Sustainability of brand requires authenticity. If you want your brand to last, it must be realistic and it must be true. You can be a flash in the pan by claiming to be something you’re not. But you can’t have long-term success and do the same.
Let’s say you open a coffee shop that sources delicious coffee from Ecuador. You love your coffee and you think the world should know how good it is. But you’re a rookie roaster, and some batches aren’t the best. Moreover, there’s some delicious coffee from Kenya served at the cafe down the street.
You decide to be aspirational in your branding and make the claim that you serve “The World’s Best Cup of Coffee.” But do you really serve the world’s best cup of coffee? You might someday, but you don’t today. And so your top-tier messaging is, if not a lie, 100% aspirational.
This makes for weak branding. The moment you gain a repeat customer, they’ll take a fateful sip of one of your over-roasted batches and find you failing to deliver on your brand promise. You can’t help but disappoint your audience. And word will get out.
The strongest, most sustainable brands–the ones that resonate–employ the 80/20 Brand Rule. This rule states that 80% of your brand identity must be actual and 20% can be aspirational.
80% OF YOUR BRAND IDENTITY MUST BE ACTUAL AND 20% CAN BE ASPIRATIONAL.
This doesn’t have to be exact. It’s difficult to quantify the contribution of a headline vs. a design vs. a paragraph of copy. But when surveying your brand landscape, it should feel about 80% actual and 20% aspirational.
So what’s a better message for your coffee shop? Our killer Content & Brand Strategist, Natalie Harger, could help us craft a winner. But until we get her input for your hypothetical startup, something like “Sourcing quality beans in pursuit of the world’s best coffee” would resonate more.
We should never claim to be someone we clearly are not. This is (hopefully) obvious, right? Those claims are what we call lies.
But the less obvious pitfall is the temptation to claim you already are something you hope to become. While these may not be lies, they will fail to resonate with your audience when you deliver your brand experience.

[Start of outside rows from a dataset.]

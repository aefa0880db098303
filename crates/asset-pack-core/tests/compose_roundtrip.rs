use asset_pack_core::compositing::blit_rgba;
use asset_pack_core::prelude::*;
use image::{GenericImageView, Rgba, RgbaImage};
use rand::{Rng, SeedableRng};

/// Sprite filled with seeded noise, alpha included.
fn noisy(id: &str, w: u32, h: u32, seed: u64) -> Sprite {
    let mut rng = rand::rngs::StdRng::seed_from_u64(seed);
    let img = RgbaImage::from_fn(w, h, |_, _| Rgba([rng.r#gen(), rng.r#gen(), rng.r#gen(), rng.r#gen()]));
    Sprite::new(id, img).expect("sprite")
}

fn inputs() -> Vec<Sprite> {
    vec![
        noisy("hero", 48, 64, 1),
        noisy("tile", 32, 32, 2),
        noisy("bar", 100, 6, 3),
        noisy("dot", 1, 1, 4),
        noisy("column", 5, 70, 5),
    ]
}

#[test]
fn every_region_reads_back_its_source_pixels() {
    let cfg = PackerConfig::builder().margin(3).max_dimension(512).build();
    let originals = inputs();
    let out = build_atlas(originals.clone(), &cfg).expect("atlas");
    assert_eq!(out.canvas.dimensions(), (out.width, out.height));

    for s in &originals {
        let e = out.manifest.get(&s.id).expect("entry");
        let region = out.canvas.view(e.x, e.y, e.w, e.h).to_image();
        assert_eq!(region.dimensions(), s.pixels().dimensions());
        assert!(region == *s.pixels(), "pixels differ for {}", s.id);
    }
}

#[test]
fn uncovered_pixels_stay_transparent() {
    let cfg = PackerConfig::builder().margin(2).max_dimension(512).build();
    let out = build_atlas(inputs(), &cfg).expect("atlas");
    let regions: Vec<Rect> = out.manifest.iter().map(|(_, e)| e.rect()).collect();
    for (x, y, px) in out.canvas.enumerate_pixels() {
        let covered = regions.iter().any(|r| r.contains(&Rect::new(x, y, 1, 1)));
        if !covered {
            assert_eq!(*px, Rgba([0, 0, 0, 0]), "background at {},{}", x, y);
        }
    }
}

#[test]
fn join_region_is_a_crop_of_its_parent() {
    let cfg = PackerConfig::default();
    let parent = noisy("sheet", 40, 20, 9)
        .with_join(Join::new("right_half", 20, 0, 20, 20))
        .expect("join");
    let expected = parent.pixels().view(20, 0, 20, 20).to_image();
    let out = build_atlas(vec![parent, noisy("other", 30, 30, 10)], &cfg).expect("atlas");

    let e = out.manifest.get("right_half").expect("join entry");
    assert!(out.canvas.view(e.x, e.y, e.w, e.h).to_image() == expected);
}

#[test]
fn blit_copies_alpha_verbatim() {
    let src = RgbaImage::from_pixel(2, 2, Rgba([10, 20, 30, 7]));
    let mut canvas = RgbaImage::from_pixel(4, 4, Rgba([255, 255, 255, 255]));
    blit_rgba(&src, &mut canvas, 1, 1);
    assert_eq!(*canvas.get_pixel(1, 1), Rgba([10, 20, 30, 7]));
    assert_eq!(*canvas.get_pixel(2, 2), Rgba([10, 20, 30, 7]));
    assert_eq!(*canvas.get_pixel(0, 0), Rgba([255, 255, 255, 255]));
    assert_eq!(*canvas.get_pixel(3, 3), Rgba([255, 255, 255, 255]));
}

#[test]
fn blit_clips_at_canvas_edge() {
    let src = RgbaImage::from_pixel(4, 4, Rgba([1, 2, 3, 4]));
    let mut canvas = RgbaImage::new(5, 5);
    blit_rgba(&src, &mut canvas, 3, 3);
    assert_eq!(*canvas.get_pixel(4, 4), Rgba([1, 2, 3, 4]));
    assert_eq!(*canvas.get_pixel(2, 2), Rgba([0, 0, 0, 0]));
}

#[test]
fn compose_rejects_unplaced_or_out_of_bounds() {
    let mut s = noisy("s", 8, 8, 11);
    assert!(compose(16, 16, std::slice::from_ref(&s), false).is_err());
    s.origin = Some((10, 10));
    assert!(compose(16, 16, std::slice::from_ref(&s), false).is_err());
    s.origin = Some((8, 8));
    assert!(compose(16, 16, std::slice::from_ref(&s), false).is_ok());
}

#[test]
fn adjacent_sprites_keep_their_own_frames() {
    let red = Sprite::new("red", RgbaImage::from_pixel(5, 5, Rgba([255, 0, 0, 255]))).expect("red");
    let green =
        Sprite::new("green", RgbaImage::from_pixel(4, 4, Rgba([0, 255, 0, 255]))).expect("green");
    let blue = Sprite::new("blue", RgbaImage::from_pixel(3, 6, Rgba([0, 0, 255, 255]))).expect("blue");
    let cfg = PackerConfig::builder().margin(0).max_dimension(64).build();
    let out = build_atlas(vec![red, green, blue], &cfg).expect("atlas");

    for (id, color) in [
        ("red", Rgba([255, 0, 0, 255])),
        ("green", Rgba([0, 255, 0, 255])),
        ("blue", Rgba([0, 0, 255, 255])),
    ] {
        let e = out.manifest.get(id).expect("entry");
        for y in e.y..e.y + e.h {
            for x in e.x..e.x + e.w {
                assert_eq!(*out.canvas.get_pixel(x, y), color, "{} at {},{}", id, x, y);
            }
        }
    }
}

#[test]
fn sprite_size_follows_its_pixel_buffer() {
    let s = noisy("s", 7, 3, 12);
    assert_eq!((s.width(), s.height()), s.pixels().dimensions());
    let mut placed = s.clone();
    placed.origin = Some((2, 1));
    assert_eq!(placed.frame(), Some(Rect::new(2, 1, 7, 3)));
}

#[test]
fn compose_is_order_independent() {
    let cfg = PackerConfig::builder().margin(1).max_dimension(256).build();
    let mut sprites = inputs();
    let (w, h) = pack_sprites(&mut sprites, &cfg).expect("pack");
    let forward = compose(w, h, &sprites, false).expect("compose");
    sprites.reverse();
    let backward = compose(w, h, &sprites, false).expect("compose");
    assert!(forward == backward);
}

#[cfg(feature = "parallel")]
#[test]
fn parallel_compose_matches_sequential() {
    let mut rng = rand::rngs::StdRng::seed_from_u64(77);
    let mut sprites: Vec<Sprite> = (0..60)
        .map(|i| {
            let w = rng.gen_range(1..=40);
            let h = rng.gen_range(1..=40);
            noisy(&format!("n{}", i), w, h, i)
        })
        .collect();
    let cfg = PackerConfig::builder().margin(2).max_dimension(1024).build();
    let (w, h) = pack_sprites(&mut sprites, &cfg).expect("pack");
    let seq = compose(w, h, &sprites, false).expect("sequential");
    let par = compose(w, h, &sprites, true).expect("parallel");
    assert!(seq == par);
}
//! Cart data and the cart mutation API.

use crate::error::MiniCartResult;
use async_trait::async_trait;
use serde::{Deserialize, Serialize};
use std::collections::HashMap;
use std::path::Path;
use std::sync::Arc;
use tracing::debug;

#[derive(Debug, Clone, Default, PartialEq, Serialize, Deserialize)]
#[serde(rename_all = "camelCase")]
pub struct ProductUrl {
    pub url_key: String,
}

#[derive(Debug, Clone, Default, PartialEq, Serialize, Deserialize)]
pub struct ImageProps {
    pub src: String,
    #[serde(default)]
    pub alt: String,
    #[serde(default)]
    pub width: Option<u32>,
    #[serde(default)]
    pub height: Option<u32>,
}

/// A line of the cart as the mini-cart displays it
#[derive(Debug, Clone, PartialEq, Serialize, Deserialize)]
#[serde(rename_all = "camelCase")]
pub struct CartItem {
    pub uid: String,
    pub sku: String,
    #[serde(default)]
    pub top_level_sku: String,
    #[serde(default)]
    pub name: String,
    #[serde(default)]
    pub url: ProductUrl,
    pub quantity: u32,
    /// Unit price
    #[serde(default)]
    pub price: Option<f64>,
    #[serde(default)]
    pub image: Option<ImageProps>,
}

/// Cart contents, as stored in a cart file
#[derive(Debug, Clone, Default, PartialEq, Serialize, Deserialize)]
pub struct CartData {
    #[serde(default)]
    pub items: Vec<CartItem>,
}

impl CartData {
    pub async fn load(path: &Path) -> MiniCartResult<Self> {
        debug!(path = %path.display(), "Reading cart data");
        let content = tokio::fs::read_to_string(path).await?;
        Ok(serde_json::from_str(&content)?)
    }
}

/// Requested quantity for one cart line
#[derive(Debug, Clone, PartialEq, Eq, Serialize)]
pub struct CartItemUpdate {
    pub uid: String,
    pub quantity: u32,
}

/// A cart line returned by a mutation
#[derive(Debug, Clone, PartialEq, Serialize, Deserialize)]
pub struct CartLine {
    pub uid: String,
    /// Unit price, when the cart reports one
    pub price: Option<f64>,
    pub quantity: u32,
}

#[derive(Debug, Clone, Default, PartialEq, Serialize, Deserialize)]
pub struct CartSnapshot {
    pub items: Vec<CartLine>,
}

impl CartSnapshot {
    pub fn line(&self, uid: &str) -> Option<&CartLine> {
        self.items.iter().find(|line| line.uid == uid)
    }
}

/// Cart mutations provided by the commerce backend
#[async_trait]
pub trait CartApi: Send + Sync {
    /// Set quantities. `None` means the cart could not be read back.
    async fn update_products_from_cart(&self, updates: Vec<CartItemUpdate>) -> MiniCartResult<Option<CartSnapshot>>;
}

/// Resolves the cart API, which may have to be loaded first
#[async_trait]
pub trait CartApiLoader: Send + Sync {
    async fn load(&self) -> MiniCartResult<Arc<dyn CartApi>>;
}

/// A loader for an API that is already available
pub struct LoadedCartApi(pub Arc<dyn CartApi>);

#[async_trait]
impl CartApiLoader for LoadedCartApi {
    async fn load(&self) -> MiniCartResult<Arc<dyn CartApi>> {
        Ok(self.0.clone())
    }
}

/// Offline cart: echoes requested quantities back with the known unit prices
#[derive(Debug, Clone, Default)]
pub struct StaticCart {
    prices: HashMap<String, f64>,
}

impl StaticCart {
    pub fn new() -> Self {
        Self::default()
    }

    pub fn from_items(items: &[CartItem]) -> Self {
        Self {
            prices: items
                .iter()
                .filter_map(|item| item.price.map(|price| (item.uid.clone(), price)))
                .collect(),
        }
    }

    pub fn with_price(mut self, uid: impl Into<String>, price: f64) -> Self {
        self.prices.insert(uid.into(), price);
        self
    }
}

#[async_trait]
impl CartApi for StaticCart {
    async fn update_products_from_cart(&self, updates: Vec<CartItemUpdate>) -> MiniCartResult<Option<CartSnapshot>> {
        let items = updates
            .into_iter()
            .map(|update| CartLine {
                price: self.prices.get(&update.uid).copied(),
                uid: update.uid,
                quantity: update.quantity,
            })
            .collect();
        Ok(Some(CartSnapshot { items }))
    }
}
//! `hero-banner`: banner with a left or center aligned layout.

use super::cell_text;
use crate::authoring::{hidden_field, AuthoringField, FieldKind};
use crate::block::Block;
use crate::registry::{Decorator, Outcome};
use storefront_dom::Element;
use tracing::debug;

#[derive(Debug, Clone, Copy, Default, PartialEq, Eq)]
pub enum HeroVariation {
    #[default]
    LeftAligned,
    CenterAligned,
}

impl HeroVariation {
    pub fn parse(value: &str) -> Option<Self> {
        match value {
            "leftAligned" => Some(HeroVariation::LeftAligned),
            "centerAligned" => Some(HeroVariation::CenterAligned),
            _ => None,
        }
    }

    pub fn as_str(&self) -> &'static str {
        match self {
            HeroVariation::LeftAligned => "leftAligned",
            HeroVariation::CenterAligned => "centerAligned",
        }
    }
}

pub struct HeroBanner;

fn variation_field() -> AuthoringField {
    AuthoringField::new("variation", FieldKind::Select, "Banner Variation")
}

/// Link type of the trailing call-to-action, if one was authored
fn cta_link_type(root: &Element) -> Option<&str> {
    root.element_children()
        .last()?
        .find(|el| el.is("a"))?
        .attr("data-link-type")
}

impl Decorator for HeroBanner {
    fn name(&self) -> &'static str {
        "hero-banner"
    }

    fn transform(&self, mut block: Block) -> Outcome {
        let root = block.root_mut();

        let authored = root
            .first_element_child()
            .and_then(|first| HeroVariation::parse(&cell_text(first)));
        let variation = authored.unwrap_or_default();

        match cta_link_type(root) {
            Some(link_type) => debug!(link_type, "Hero banner call to action"),
            None => debug!("Hero banner has no call to action"),
        }

        root.set_attr("data-variation", variation.as_str());
        root.add_class(&format!("hero-banner--{}", variation.as_str()));

        if authored.is_some() {
            if let Some(cell) = root.element_children_mut().next() {
                cell.hide();
                variation_field().apply(cell);
            }
        } else {
            root.prepend(hidden_field(None, variation.as_str(), &variation_field()));
        }

        Outcome::Decorated(block)
    }
}
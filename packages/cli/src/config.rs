use anyhow::Context;
use serde::{Deserialize, Serialize};
use std::path::{Path, PathBuf};

pub const DEFAULT_CONFIG_NAME: &str = "storefront.config.json";

/// Storefront configuration file format
#[derive(Debug, Clone, PartialEq, Eq, Serialize, Deserialize)]
#[serde(rename_all = "camelCase")]
pub struct Config {
    /// Directory containing the authored .html pages
    #[serde(default = "default_src_dir")]
    pub src_dir: String,

    /// Where decorated pages are written
    #[serde(default = "default_out_dir")]
    pub out_dir: String,

    /// Indent rendered markup
    #[serde(default)]
    pub pretty: bool,

    /// Store root prefixed to storefront links (e.g. "/en")
    #[serde(default)]
    pub root_path: String,

    /// Placeholders JSON file for translated messages
    #[serde(default, skip_serializing_if = "Option::is_none")]
    pub placeholders: Option<String>,

    /// Cart JSON file rendered into mini-cart blocks
    #[serde(default, skip_serializing_if = "Option::is_none")]
    pub cart: Option<String>,
}

fn default_src_dir() -> String {
    "pages".to_string()
}

fn default_out_dir() -> String {
    "dist".to_string()
}

impl Config {
    /// Load config from a directory
    pub fn load(cwd: &Path) -> anyhow::Result<Self> {
        let config_path = cwd.join(DEFAULT_CONFIG_NAME);

        if config_path.exists() {
            let content = std::fs::read_to_string(&config_path)
                .with_context(|| format!("Failed to read {}", config_path.display()))?;
            let config: Config = serde_json::from_str(&content)
                .with_context(|| format!("Invalid {}", DEFAULT_CONFIG_NAME))?;
            Ok(config)
        } else {
            Ok(Config::default())
        }
    }

    pub fn get_src_dir(&self, cwd: &Path) -> PathBuf {
        cwd.join(&self.src_dir)
    }

    pub fn get_out_dir(&self, cwd: &Path) -> PathBuf {
        cwd.join(&self.out_dir)
    }
}

impl Default for Config {
    fn default() -> Self {
        Self {
            src_dir: default_src_dir(),
            out_dir: default_out_dir(),
            pretty: false,
            root_path: String::new(),
            placeholders: None,
            cart: None,
        }
    }
}
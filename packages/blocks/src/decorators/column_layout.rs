//! `column-layout`: tags the block with its column count.

use crate::block::Block;
use crate::registry::{Decorator, Outcome};

pub struct ColumnLayout;

impl Decorator for ColumnLayout {
    fn name(&self) -> &'static str {
        "column-layout"
    }

    fn transform(&self, mut block: Block) -> Outcome {
        let root = block.root_mut();
        root.add_class("column-layout-decorated");

        let cols = root.first_element_child().map(|row| row.element_count());
        if let Some(cols) = cols {
            root.add_class(&format!("columns-{}-cols", cols));
        }

        Outcome::Decorated(block)
    }
}
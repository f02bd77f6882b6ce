//! Transient "cart updated" message shown above the mini-cart products.

use std::sync::{Arc, Mutex, PoisonError};
use std::time::Duration;
use storefront_dom::query::class;
use storefront_dom::{Element, VNode};
use tokio::runtime::Handle;

pub const WRAPPER_CLASS: &str = "commerce-mini-cart__message-wrapper";
pub const MESSAGE_CLASS: &str = "commerce-mini-cart__update-message";
const WRAPPER_VISIBLE: &str = "commerce-mini-cart__message-wrapper--visible";
const MESSAGE_VISIBLE: &str = "commerce-mini-cart__update-message--visible";

const HIDE_AFTER: Duration = Duration::from_secs(3);

#[derive(Debug, Default)]
struct MessageState {
    text: String,
    visible: bool,
    generation: u64,
}

/// The single message element of a mini-cart.
///
/// Showing a message while one is visible replaces its text and restarts the
/// hide timer: each show bumps a generation counter, and a timer only hides the
/// message if no newer show happened since it was started.
#[derive(Clone)]
pub struct UpdateMessage {
    state: Arc<Mutex<MessageState>>,
    runtime: Handle,
    hide_after: Duration,
}

impl UpdateMessage {
    pub fn new(runtime: Handle) -> Self {
        Self {
            state: Arc::new(Mutex::new(MessageState::default())),
            runtime,
            hide_after: HIDE_AFTER,
        }
    }

    pub fn with_hide_after(mut self, hide_after: Duration) -> Self {
        self.hide_after = hide_after;
        self
    }

    pub fn show(&self, text: &str) {
        let generation = {
            let mut state = self.lock();
            state.text = text.to_string();
            state.visible = true;
            state.generation += 1;
            state.generation
        };

        let state = self.state.clone();
        let hide_after = self.hide_after;
        self.runtime.spawn(async move {
            tokio::time::sleep(hide_after).await;
            let mut state = state.lock().unwrap_or_else(PoisonError::into_inner);
            if state.generation == generation {
                state.visible = false;
            }
        });
    }

    pub fn is_visible(&self) -> bool {
        self.lock().visible
    }

    pub fn text(&self) -> String {
        self.lock().text.clone()
    }

    /// Wrapper markup reflecting the current state
    pub fn element(&self) -> Element {
        let mut wrapper = Element::new("div")
            .with_class(WRAPPER_CLASS)
            .with_child(Element::new("div").with_class(MESSAGE_CLASS));
        self.apply_to(&mut wrapper);
        wrapper
    }

    /// Write the current text and visibility into rendered wrapper markup
    pub fn apply_to(&self, wrapper: &mut Element) {
        let (text, visible) = {
            let state = self.lock();
            (state.text.clone(), state.visible)
        };

        toggle_class(wrapper, WRAPPER_VISIBLE, visible);
        if let Some(message) = wrapper.find_mut(class(MESSAGE_CLASS)) {
            message.children = vec![VNode::text(text)];
            toggle_class(message, MESSAGE_VISIBLE, visible);
        }
    }

    fn lock(&self) -> std::sync::MutexGuard<'_, MessageState> {
        self.state.lock().unwrap_or_else(PoisonError::into_inner)
    }
}

fn toggle_class(element: &mut Element, name: &str, on: bool) {
    if on {
        element.add_class(name);
    } else {
        element.remove_class(name);
    }
}
use crate::config::Config;
use anyhow::{bail, Context, Result};
use clap::Args;
use colored::Colorize;
use std::fs;
use std::path::{Path, PathBuf};
use std::sync::Arc;
use storefront_blocks::{decorate_page, put_block, take_blocks_named, BlockRegistry, PageReport};
use storefront_dom::{parse_fragment, render_nodes, Element, RenderOptions};
use storefront_mini_cart::{
    CartData, JsonPlaceholders, LoadedCartApi, LocalEventBus, MiniCartDeps, MiniCartError, PlaceholderSource,
    Placeholders, StaticCart, StaticMiniCart, BLOCK_NAME as MINI_CART,
};
use tokio::runtime::Runtime;
use tracing::{debug, warn};
use walkdir::WalkDir;

#[derive(Debug, Args)]
pub struct DecorateArgs {
    /// File or directory to decorate (defaults to the configured source directory)
    pub path: Option<String>,

    /// Output directory (overrides config)
    #[arg(short, long)]
    pub out_dir: Option<String>,

    /// Output to stdout instead of files
    #[arg(long)]
    pub stdout: bool,

    /// Indent the rendered markup
    #[arg(long)]
    pub pretty: bool,
}

/// What happened to the blocks of one page
#[derive(Debug, Clone, Copy, Default, PartialEq, Eq)]
pub struct FileReport {
    pub page: PageReport,
    pub mini_carts: usize,
    pub failed_mini_carts: usize,
}

impl FileReport {
    pub fn decorated(&self) -> usize {
        self.page.decorated + self.mini_carts
    }

    pub fn undecorated(&self) -> usize {
        self.page.inert + self.failed_mini_carts
    }
}

/// Decorates whole pages: synchronous blocks through the registry, mini-carts
/// through the async decorator on a private runtime.
pub struct PageDecorator {
    registry: BlockRegistry,
    mini_cart: MiniCartDeps,
    runtime: Runtime,
    options: RenderOptions,
}

impl PageDecorator {
    pub fn new(config: &Config, cwd: &Path, pretty: bool) -> Result<Self> {
        let runtime = tokio::runtime::Builder::new_current_thread()
            .enable_all()
            .build()
            .context("Failed to start async runtime")?;

        let cart = match &config.cart {
            Some(path) => {
                let path = cwd.join(path);
                runtime
                    .block_on(CartData::load(&path))
                    .with_context(|| format!("Failed to read cart {}", path.display()))?
            }
            None => CartData::default(),
        };

        let placeholders: Arc<dyn PlaceholderSource> = match &config.placeholders {
            Some(path) => Arc::new(JsonPlaceholders::new(cwd.join(path))),
            None => Arc::new(Placeholders::default()),
        };

        let mini_cart = MiniCartDeps {
            placeholders,
            cart: Arc::new(LoadedCartApi(Arc::new(StaticCart::from_items(&cart.items)))),
            renderer: Arc::new(StaticMiniCart::new(cart)),
            events: Arc::new(LocalEventBus::new()),
            root_path: config.root_path.clone(),
        };

        Ok(Self {
            registry: BlockRegistry::with_defaults(),
            mini_cart,
            runtime,
            options: if pretty { RenderOptions::pretty() } else { RenderOptions::default() },
        })
    }

    /// Decorate one page's markup. A leading doctype is kept as written.
    pub fn decorate_source(&self, source: &str) -> Result<(String, FileReport)> {
        let (doctype, markup) = split_doctype(source);
        let mut root = Element::new("body").with_children(parse_fragment(markup)?);

        let mut report = FileReport {
            page: decorate_page(&mut root, &self.registry),
            ..Default::default()
        };

        for (path, block) in take_blocks_named(&mut root, MINI_CART) {
            let original = block.clone();
            let block = match self
                .runtime
                .block_on(storefront_mini_cart::decorate(block, &self.mini_cart))
            {
                Ok(mini_cart) => {
                    report.mini_carts += 1;
                    mini_cart.into_block()
                }
                Err(MiniCartError::AlreadyDecorated) => {
                    report.page.already_decorated += 1;
                    original
                }
                Err(err) => {
                    warn!(error = %err, "Mini cart left undecorated");
                    report.failed_mini_carts += 1;
                    original
                }
            };
            put_block(&mut root, &path, block);
        }

        let body = render_nodes(&root.children, &self.options);
        let output = match doctype {
            Some(doctype) => format!("{}\n{}", doctype, body),
            None => body,
        };
        Ok((output, report))
    }
}

fn split_doctype(source: &str) -> (Option<&str>, &str) {
    let trimmed = source.trim_start();
    let is_doctype = trimmed
        .get(..9)
        .is_some_and(|head| head.eq_ignore_ascii_case("<!doctype"));

    match trimmed.find('>') {
        Some(end) if is_doctype => (Some(&trimmed[..=end]), &trimmed[end + 1..]),
        _ => (None, source),
    }
}

pub fn decorate(args: DecorateArgs, cwd: &Path) -> Result<()> {
    let config = Config::load(cwd)?;
    let input = match &args.path {
        Some(path) => cwd.join(path),
        None => config.get_src_dir(cwd),
    };

    if !input.exists() {
        bail!("Input path does not exist: {}", input.display());
    }

    println!("{}", "🔨 Decorating storefront pages...".bright_blue().bold());

    let html_files = find_html_files(&input);
    if html_files.is_empty() {
        println!("{}", "⚠️  No .html files found".yellow());
        return Ok(());
    }

    println!("Found {} files", html_files.len());

    let base = if input.is_dir() {
        input.clone()
    } else {
        input.parent().map(Path::to_path_buf).unwrap_or_default()
    };
    let out_dir = match &args.out_dir {
        Some(out) => cwd.join(out),
        None => config.get_out_dir(cwd),
    };
    let decorator = PageDecorator::new(&config, cwd, args.pretty || config.pretty)?;

    let mut success_count = 0;
    let mut error_count = 0;

    for html_file in &html_files {
        let relative_path = html_file.strip_prefix(&base).unwrap_or(html_file);
        match decorate_file(&decorator, html_file, relative_path, &out_dir, args.stdout) {
            Ok((output_path, report)) => {
                success_count += 1;
                println!(
                    "  {} {} → {} {}",
                    "✓".green(),
                    relative_path.display(),
                    output_path,
                    format!("({} decorated, {} undecorated)", report.decorated(), report.undecorated()).dimmed()
                );
            }
            Err(e) => {
                error_count += 1;
                eprintln!(
                    "  {} {} - {}",
                    "✗".red(),
                    relative_path.display(),
                    format!("{:#}", e).red()
                );
            }
        }
    }

    println!();
    if error_count == 0 {
        println!("{} Decorated {} files successfully", "✅".green(), success_count);
    } else {
        println!(
            "{} Decorated {} files, {} errors",
            "⚠️".yellow(),
            success_count,
            error_count
        );
    }

    Ok(())
}

fn find_html_files(input: &Path) -> Vec<PathBuf> {
    WalkDir::new(input)
        .follow_links(true)
        .sort_by_file_name()
        .into_iter()
        .filter_map(|e| e.ok())
        .map(|entry| entry.into_path())
        .filter(|path| path.is_file() && path.extension().and_then(|s| s.to_str()) == Some("html"))
        .collect()
}

fn decorate_file(
    decorator: &PageDecorator,
    file_path: &Path,
    relative_path: &Path,
    out_dir: &Path,
    stdout: bool,
) -> Result<(String, FileReport)> {
    let source = fs::read_to_string(file_path)
        .with_context(|| format!("Failed to read {}", file_path.display()))?;
    let (output, report) = decorator.decorate_source(&source)?;
    debug!(file = %file_path.display(), ?report, "Decorated file");

    if stdout {
        println!("{}", output);
        return Ok(("stdout".to_string(), report));
    }

    let output_file = out_dir.join(relative_path);
    if let Some(parent) = output_file.parent() {
        fs::create_dir_all(parent)?;
    }
    fs::write(&output_file, output)?;

    Ok((output_file.display().to_string(), report))
}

So don’t be a church with a website proclaiming how welcoming you are when people can attend a service without being greeted by a single soul. Don’t be a college who touts the quality and intimacy of your teaching when 3/4 of your classes are taught by graduate assistants, not experienced faculty. Even if you’re headed in the direction of widespread hospitality in your church and better teaching in your college, you’re not there yet.
You don’t have to be someone else. Colour Outside can help you find a way to capture who you are now in compelling fashion and deliver it to the world. And while we’re at it, we’ll tell them a thing or two about where you’re headed. This is the 80/20 Brand Rule.